From there on it was mostly the usual trial-and-error process of identifying where things had bitrotted. I made sure to unvendor libgc wherever possible, though eventually by mono-4.9.0 they explicitly dropped support in their configure script for using any libgc other than what was bundled, so at that point I switched to using their homebrewed sgen garbage collector.

A concerning development

Once I got to mono-2.11.4, though, things took a turn for the interesting: Mono started using git submodules, and the (recursive? #t) clones were all failing. It turns out that this is because their submodules reference github.com using the git:// protocol.

This is notable for a few reasons.

First, GitHub dropped support for the git:// protocol in 2021, so recursive clones won't work now. This means I have to explicitly list out every submodule, its commit, and its sha256 hash, for every Mono version until they switched to using http or https. mono-2.11.4 has only 4 submodules, but that doesn't last for long: by mono-4.9.0 it has 14 submodules. A significant portion of these patches is just listing these submodules and their hashes. It's a bit annoying.

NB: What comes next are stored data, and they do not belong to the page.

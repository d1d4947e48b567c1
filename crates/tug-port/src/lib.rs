//! `tug-port` — services the simulator consults but does not own.
//!
//! Both services are traits so that real data sources (a GIS lookup, a
//! trained regression model) can be plugged in without touching the core.
//! The crate ships deterministic reference implementations:
//!
//! | Trait                 | Reference impl                                   |
//! |-----------------------|--------------------------------------------------|
//! | [`Geography`]         | [`PierMap`] — pier table + horsepower fuel table |
//! | [`DurationPredictor`] | [`LinearPredictor`], [`FixedPredictor`]          |
//!
//! [`PortServices`] bundles one of each with the tug cruising speed and is
//! passed explicitly to the scheduler and to dispatch policies.

pub mod error;
pub mod geography;
pub mod predictor;
pub mod services;


pub use error::{PortError, PortResult};
pub use geography::{Geography, PierMap, load_piers_csv, load_piers_reader, travel_minutes};
pub use predictor::{DurationPredictor, FixedPredictor, JobProfile, LinearPredictor, TugProfile};
pub use services::PortServices;
//! Observer registration for pipeline notifications
//!
//! Each connected handler runs exactly once per emission, in the order it was
//! connected.

use std::fmt;

/// Handle returned by `Signal::connect`
#[derive(Debug, Clone, Copy, PartialEq, Eq, Hash)]
pub struct HandlerId(u64);

/// A list of callbacks for one kind of event
pub struct Signal<T> {
    handlers: Vec<(HandlerId, Box<dyn FnMut(&T)>)>,
    next_id: u64,
}

impl<T> Signal<T> {
    pub fn new() -> Self {
        Self {
            handlers: Vec::new(),
            next_id: 0,
        }
    }

    /// Register `handler`; it runs after every handler connected before it
    pub fn connect<F>(&mut self, handler: F) -> HandlerId
    where
        F: FnMut(&T) + 'static,
    {
        let id = HandlerId(self.next_id);
        self.next_id += 1;
        self.handlers.push((id, Box::new(handler)));
        id
    }

    /// Remove a handler; returns false if it was not connected
    pub fn disconnect(&mut self, id: HandlerId) -> bool {
        let before = self.handlers.len();
        self.handlers.retain(|(handler_id, _)| *handler_id != id);
        self.handlers.len() != before
    }

    pub fn emit(&mut self, value: &T) {
        for (_, handler) in self.handlers.iter_mut() {
            handler(value);
        }
    }

    pub fn handler_count(&self) -> usize {
        self.handlers.len()
    }
}

impl<T> Default for Signal<T> {
    fn default() -> Self {
        Self::new()
    }
}

impl<T> fmt::Debug for Signal<T> {
    fn fmt(&self, f: &mut fmt::Formatter<'_>) -> fmt::Result {
        f.debug_struct("Signal")
            .field("handlers", &self.handlers.len())
            .finish()
    }
}

/// Raw (unstyled) HTML of an applied render
#[derive(Debug, Clone, PartialEq)]
pub struct PreviewUpdated {
    pub html: String,
    pub generation: u64,
    pub line_offset: usize,
}

/// A render that could not be displayed
#[derive(Debug, Clone, PartialEq)]
pub struct PreviewFailed {
    pub message: String,
    pub generation: u64,
}

#[cfg(test)]
mod tests {
    use super::*;
    use std::cell::RefCell;
    use std::rc::Rc;

    #[test]
    fn test_emit_in_registration_order() {
        let log = Rc::new(RefCell::new(Vec::new()));
        let mut signal = Signal::<u32>::new();

        for name in ["first", "second", "third"] {
            let log = log.clone();
            signal.connect(move |value| log.borrow_mut().push(format!("{}:{}", name, value)));
        }
        signal.emit(&7);

        assert_eq!(*log.borrow(), vec!["first:7", "second:7", "third:7"]);
    }

    #[test]
    fn test_disconnect() {
        let count = Rc::new(RefCell::new(0));
        let mut signal = Signal::<()>::new();

        let counter = count.clone();
        let id = signal.connect(move |_| *counter.borrow_mut() += 1);
        signal.emit(&());
        assert!(signal.disconnect(id));
        assert!(!signal.disconnect(id));
        signal.emit(&());

        assert_eq!(*count.borrow(), 1);
        assert_eq!(signal.handler_count(), 0);
    }
}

The more concerning reason, though, is why GitHub dropped support for the git:// protocol: it is unencrypted and unauthenticated. This is mitigated somewhat by the use of sha-1 hashes to identify commits in the referenced submodules, putting a significant computational burden on anyone who would try to alter what was fetched corresponding to a given submodule. Significantly more risky, though, is the process of updating submodules that use git:// URLs. It is quite unlikely that a developer is going to independently clone one of the submodules over https, navigate to a desirable commit, copy the sha-1 hash, and manually update the submodule reference's commit. They're far more likely to run cd submodule; git pull; cd ..; git add submodule; git commit ... or an equivalent.

Of course, any changes a network man-in-the-middle might try to make here would still be reflected in the commit history, so even if a developer did that, they or any of their fellow committers could spot anything strange or malicious and point it out. Also, the changes couldn't be propagated to others trying to pull them who weren't on a network path containing the MITM because the potentially-malicious commit wouldn't be present in the real submodule's repository. So the transparency of git clearly showing changes to text files, combined with the fact that surely no git hosting platform would just allow arbitrary entities to make whatever commits they want accessible under any arbitrary repository URL, rather mitigate this security issue.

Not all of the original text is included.